「厭物」をまき散らす伊周一派の“衝撃的な犯行”
一方の藤原道長はといえば、自身の娘で一条天皇の中宮・彰子(あきこ)と、その子の敦成親王(あつひらしんのう)、そして自分自身が何者かに呪詛されていることが発覚する。呪いのお札が、内裏で見つかって大騒ぎとなった。
ドラマでは、円能(えんのう)という僧が実行犯として捕らえられ、依頼者として藤原伊周(これちか)の叔母・高階光子(たかしなのみつこ)と、伊周の義理の兄・源方理(かたまさ)が逮捕される。『権記』や『日本紀略』にも同様の記述が見られるため、伊周一派が実行犯とみて間違いないだろう。
ドラマでは、一心不乱に木製の人形を刃物で斬りつける伊周の姿が衝撃的だった。平安時代には「厭物(いやもの)」と呼ばれる呪物を屋敷の床下や井戸に隠すことで、相手を呪ったという。
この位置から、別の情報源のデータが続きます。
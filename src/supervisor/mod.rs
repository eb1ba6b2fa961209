//! Bot supervisor
//!
//! Owns every degradation component for one process and the fixed-interval
//! loops that drive them:
//! - probe loop: ping the datastore, feed the detector, react to transitions
//! - renewal loop: keep the authority lease
//! - status loop: refresh queue gauges, log backlog while degraded, and start a
//!   drain when due work is waiting and nothing is draining
//! - maintenance loop: sweep dedupe entries and purge old terminal records
//!
//! Tests build a supervisor over an in-memory queue and a fake datastore and
//! call [`BotSupervisor::probe_once`] to step it deterministically.

use chrono::Utc;
use futures::future::join_all;
use sqlx::SqlitePool;
use std::sync::{Arc, Mutex};
use std::time::Duration;
use tokio::task::JoinHandle;
use tracing::{debug, error, info, warn};

use crate::adapters::{PgRosterStore, RosterDatastore};
use crate::config::{AppConfig, LeaseBackend};
use crate::coordination::{
    install_signal_handlers, DegradationDetector, DegradationTransition, GracefulShutdown,
    LockManager, ShutdownSignal,
};
use crate::domain::generate_owner_id;
use crate::error::{Result, RosterError};
use crate::persistence::{
    open_sqlite_pool, LeaseStore, PgLeaseStore, QueueStore, SqliteLeaseStore, TransactionQueue,
};
use crate::services::submission::enter_degraded_mode;
use crate::services::{
    DashboardServer, DashboardState, HealthProber, MetricsRecorder, ProbeResult,
    RecoveryProcessor, SubmissionGateway,
};

/// Interval of the dedupe sweep and terminal-record purge
const MAINTENANCE_INTERVAL: Duration = Duration::from_secs(300);

pub struct BotSupervisor {
    config: AppConfig,
    started_at: chrono::DateTime<Utc>,
    queue: Arc<TransactionQueue>,
    detector: Arc<DegradationDetector>,
    lock: Arc<LockManager>,
    prober: Arc<HealthProber>,
    metrics: Arc<MetricsRecorder>,
    recovery: Arc<RecoveryProcessor>,
    gateway: Arc<SubmissionGateway>,
    shutdown: Arc<GracefulShutdown>,
    tasks: Mutex<Vec<JoinHandle<()>>>,
}

impl BotSupervisor {
    /// Open the local queue and the roster datastore described by `config`
    pub async fn connect(config: AppConfig) -> Result<Self> {
        let queue_pool = open_sqlite_pool(&config.queue.path).await?;
        let roster = PgRosterStore::connect(&config.database.url, config.database.max_connections).await?;

        let lease_store: Arc<dyn LeaseStore> = match config.lease.backend {
            LeaseBackend::Postgres => Arc::new(PgLeaseStore::from_pool(roster.pool().clone())),
            LeaseBackend::Sqlite => Arc::new(SqliteLeaseStore::from_pool(queue_pool.clone())),
        };

        Ok(Self::new(
            config,
            Arc::new(roster),
            queue_pool,
            lease_store,
            generate_owner_id(),
        ))
    }

    /// Wire components over explicit stores
    pub fn new(
        config: AppConfig,
        datastore: Arc<dyn RosterDatastore>,
        queue_pool: SqlitePool,
        lease_store: Arc<dyn LeaseStore>,
        owner_id: impl Into<String>,
    ) -> Self {
        let shutdown = Arc::new(GracefulShutdown::with_defaults());
        let queue = Arc::new(TransactionQueue::new(
            QueueStore::from_pool(queue_pool),
            config.queue.queue_config(),
            config.retry.clone(),
        ));
        let detector = Arc::new(DegradationDetector::new(config.detector.clone()));
        let lock = Arc::new(LockManager::new(
            lease_store,
            owner_id,
            config.lease.manager.clone(),
            config.retry.clone(),
        ));
        let metrics = Arc::new(MetricsRecorder::new());
        let prober = Arc::new(HealthProber::new(datastore.clone(), config.prober.clone()));
        let recovery = Arc::new(RecoveryProcessor::new(
            queue.clone(),
            datastore.clone(),
            lock.clone(),
            detector.clone(),
            metrics.clone(),
            shutdown.token(),
        ));
        let gateway = Arc::new(SubmissionGateway::new(
            queue.clone(),
            datastore,
            lock.clone(),
            detector.clone(),
            metrics.clone(),
            config.dedupe.policy(),
        ));

        info!(owner_id = %lock.owner_id(), "Supervisor initialized");

        Self {
            config,
            started_at: Utc::now(),
            queue,
            detector,
            lock,
            prober,
            metrics,
            recovery,
            gateway,
            shutdown,
            tasks: Mutex::new(Vec::new()),
        }
    }

    pub fn queue(&self) -> &Arc<TransactionQueue> {
        &self.queue
    }

    pub fn detector(&self) -> &Arc<DegradationDetector> {
        &self.detector
    }

    pub fn lock(&self) -> &Arc<LockManager> {
        &self.lock
    }

    pub fn metrics(&self) -> &Arc<MetricsRecorder> {
        &self.metrics
    }

    pub fn recovery(&self) -> &Arc<RecoveryProcessor> {
        &self.recovery
    }

    pub fn gateway(&self) -> &Arc<SubmissionGateway> {
        &self.gateway
    }

    pub fn shutdown_handle(&self) -> &Arc<GracefulShutdown> {
        &self.shutdown
    }

    pub fn dashboard_state(&self) -> DashboardState {
        DashboardState {
            started_at: self.started_at,
            queue: self.queue.clone(),
            detector: self.detector.clone(),
            lock: self.lock.clone(),
            metrics: self.metrics.clone(),
            prober: self.prober.clone(),
            recovery: self.recovery.clone(),
        }
    }

    /// Run one probe and apply any resulting transition
    pub async fn probe_once(&self) -> ProbeResult {
        let result = self.prober.probe().await;
        self.handle_probe_result(result.success).await;
        result
    }

    /// Feed a probe outcome to the detector and react to a threshold crossing
    pub async fn handle_probe_result(&self, success: bool) -> Option<DegradationTransition> {
        let transition = self.detector.report_probe_result(success)?;
        self.apply_transition(transition).await;
        Some(transition)
    }

    /// React to a detector transition. Safe to call more than once per transition.
    pub async fn apply_transition(&self, transition: DegradationTransition) {
        self.responder().apply(transition).await;
    }

    fn responder(&self) -> TransitionResponder {
        TransitionResponder {
            queue: self.queue.clone(),
            metrics: self.metrics.clone(),
            lock: self.lock.clone(),
            recovery: self.recovery.clone(),
        }
    }

    /// Take the lease (if free) and spawn the background loops
    pub async fn start(&self) {
        if let Err(e) = self.lock.acquire_or_renew().await {
            warn!("Initial lease acquisition failed: {}", e);
        }
        let probe = self.spawn_probe_loop();
        let renewal = tokio::spawn(self.lock.clone().run_renewal_loop(self.shutdown.token()));
        let status = self.spawn_status_loop();
        let maintenance = self.spawn_maintenance_loop();

        self.tasks
            .lock()
            .unwrap_or_else(|e| e.into_inner())
            .extend([probe, renewal, status, maintenance]);
    }

    fn spawn_probe_loop(&self) -> JoinHandle<()> {
        let prober = self.prober.clone();
        let detector = self.detector.clone();
        let responder = self.responder();
        let mut shutdown = self.shutdown.token();
        let interval = self.config.prober.interval();

        tokio::spawn(async move {
            let mut ticker = tokio::time::interval(interval);
            ticker.set_missed_tick_behavior(tokio::time::MissedTickBehavior::Delay);
            loop {
                tokio::select! {
                    _ = ticker.tick() => {
                        let result = prober.probe().await;
                        if let Some(transition) = detector.report_probe_result(result.success) {
                            responder.apply(transition).await;
                        }
                    }
                    _ = shutdown.wait_for_shutdown() => {
                        debug!("Probe loop stopping");
                        break;
                    }
                }
            }
        })
    }

    fn spawn_status_loop(&self) -> JoinHandle<()> {
        let queue = self.queue.clone();
        let detector = self.detector.clone();
        let lock = self.lock.clone();
        let metrics = self.metrics.clone();
        let recovery = self.recovery.clone();
        let mut shutdown = self.shutdown.token();
        let interval = self.config.status_log_interval();

        tokio::spawn(async move {
            let mut ticker = tokio::time::interval(interval);
            ticker.set_missed_tick_behavior(tokio::time::MissedTickBehavior::Delay);
            loop {
                tokio::select! {
                    _ = ticker.tick() => {
                        let stats = match queue.stats().await {
                            Ok(stats) => stats,
                            Err(e) => {
                                warn!("Failed to read queue stats: {}", e);
                                continue;
                            }
                        };
                        metrics.observe_queue(stats.clone());

                        if detector.is_degraded() {
                            info!(
                                "Queue status: {} pending ({} FA moves, {} trades), {} failed",
                                stats.pending(),
                                stats.free_agent_moves,
                                stats.trade_approvals,
                                stats.failed
                            );
                        } else if stats.queued > 0 && lock.holds_authority() && !recovery.is_running() {
                            debug!("Queued work found while healthy, starting drain");
                            recovery.trigger();
                        }
                    }
                    _ = shutdown.wait_for_shutdown() => {
                        debug!("Status loop stopping");
                        break;
                    }
                }
            }
        })
    }

    fn spawn_maintenance_loop(&self) -> JoinHandle<()> {
        let queue = self.queue.clone();
        let gateway = self.gateway.clone();
        let retention = self.config.queue.retention();
        let mut shutdown = self.shutdown.token();

        tokio::spawn(async move {
            let mut ticker = tokio::time::interval(MAINTENANCE_INTERVAL);
            ticker.set_missed_tick_behavior(tokio::time::MissedTickBehavior::Delay);
            loop {
                tokio::select! {
                    _ = ticker.tick() => {
                        let swept = gateway.sweep_dedupe();
                        if swept > 0 {
                            debug!("Swept {} expired dedupe entries", swept);
                        }
                        match queue.purge_terminal(retention).await {
                            Ok(0) => {}
                            Ok(n) => info!("Purged {} terminal transactions", n),
                            Err(e) => warn!("Failed to purge terminal transactions: {}", e),
                        }
                    }
                    _ = shutdown.wait_for_shutdown() => {
                        debug!("Maintenance loop stopping");
                        break;
                    }
                }
            }
        })
    }

    /// Run until a shutdown signal, serving the dashboard meanwhile
    pub async fn run(&self) -> Result<()> {
        install_signal_handlers(self.shutdown.clone()).await;
        self.start().await;

        let mut dashboard_token = self.shutdown.token();
        let server = DashboardServer::new(self.dashboard_state(), self.config.dashboard.port);
        let dashboard = tokio::spawn(async move {
            let stop = async move {
                dashboard_token.wait_for_shutdown().await;
            };
            if let Err(e) = server.run(stop).await {
                error!("Dashboard server failed: {}", e);
            }
        });

        let signal = self.shutdown.token().wait_for_shutdown().await;
        info!("Stopping supervisor ({})", signal);
        self.stop().await;
        if let Err(e) = dashboard.await {
            error!("Dashboard task failed: {}", e);
        }
        Ok(())
    }

    /// Request shutdown and run the release sequence
    pub async fn shutdown(&self, signal: ShutdownSignal) {
        self.shutdown.request_shutdown(signal);
        self.stop().await;
    }

    async fn stop(&self) {
        let tasks: Vec<JoinHandle<()>> =
            std::mem::take(&mut *self.tasks.lock().unwrap_or_else(|e| e.into_inner()));
        let recovery = self.recovery.clone();
        let queue = self.queue.clone();
        let lock = self.lock.clone();
        let owner_id = self.lock.owner_id().to_string();

        self.shutdown
            .execute(
                move || {
                    Box::pin(async move {
                        recovery.wait_idle().await;
                        for result in join_all(tasks).await {
                            if let Err(e) = result {
                                error!("Background task failed: {}", e);
                            }
                        }
                    })
                },
                move || {
                    Box::pin(async move {
                        queue
                            .release_claims_by(&owner_id)
                            .await
                            .map_err(|e| e.to_string())
                    })
                },
                move || Box::pin(async move { lock.release().await.map_err(|e| e.to_string()) }),
            )
            .await;
    }
}

/// Component handles the probe loop needs to react to transitions
struct TransitionResponder {
    queue: Arc<TransactionQueue>,
    metrics: Arc<MetricsRecorder>,
    lock: Arc<LockManager>,
    recovery: Arc<RecoveryProcessor>,
}

impl TransitionResponder {
    async fn apply(&self, transition: DegradationTransition) {
        match transition {
            DegradationTransition::Degraded { at } => {
                enter_degraded_mode(&self.queue, &self.metrics, at).await;
            }
            DegradationTransition::Recovered { at } => {
                self.queue.set_buffering(false);
                let backlog = self.queue.size().await.unwrap_or(0);
                if let Some(episode) = self.metrics.close_episode(at, backlog) {
                    info!(
                        "Datastore recovered after {}ms, {} transactions to drain",
                        episode.duration_ms(at),
                        backlog
                    );
                }
                // Renewals may have failed for the whole outage and let the lease lapse
                match self.lock.require_authority().await {
                    Ok(()) => {
                        self.recovery.trigger();
                    }
                    Err(RosterError::LeaseNotHeld { .. }) => {
                        info!("Not the lease holder, leaving the backlog to the active instance");
                    }
                    Err(e) => {
                        warn!("Could not confirm the authority lease after recovery: {}", e);
                    }
                }
            }
        }
    }
}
伊周の処分については「死罪」が妥当とされる中で、道長は「されど私は官位はく奪が相当と考えます」と、一条天皇に申し出るシーンがあった。
「そなたが呪詛されていたというのに、寛大なことだ」という一条天皇に対して、道長は「私はともかく、中宮様、敦成親王様が呪詛されたのは許し難いことにございます。されど厳しい罰を与えることで、これ以上恨みを買うことは避けとう存じます」と答えている。
その言葉通り、怒りというよりも大切な人に危害が及ぶ恐怖の方が上回ったのではないだろうか。
道長の温情で助かった格好となった伊周だが、その後、道長に「なにもかも……お前のせいだ!」と激しい言葉をぶつける。道長としても、やりきれない思いを抱いたことだろう。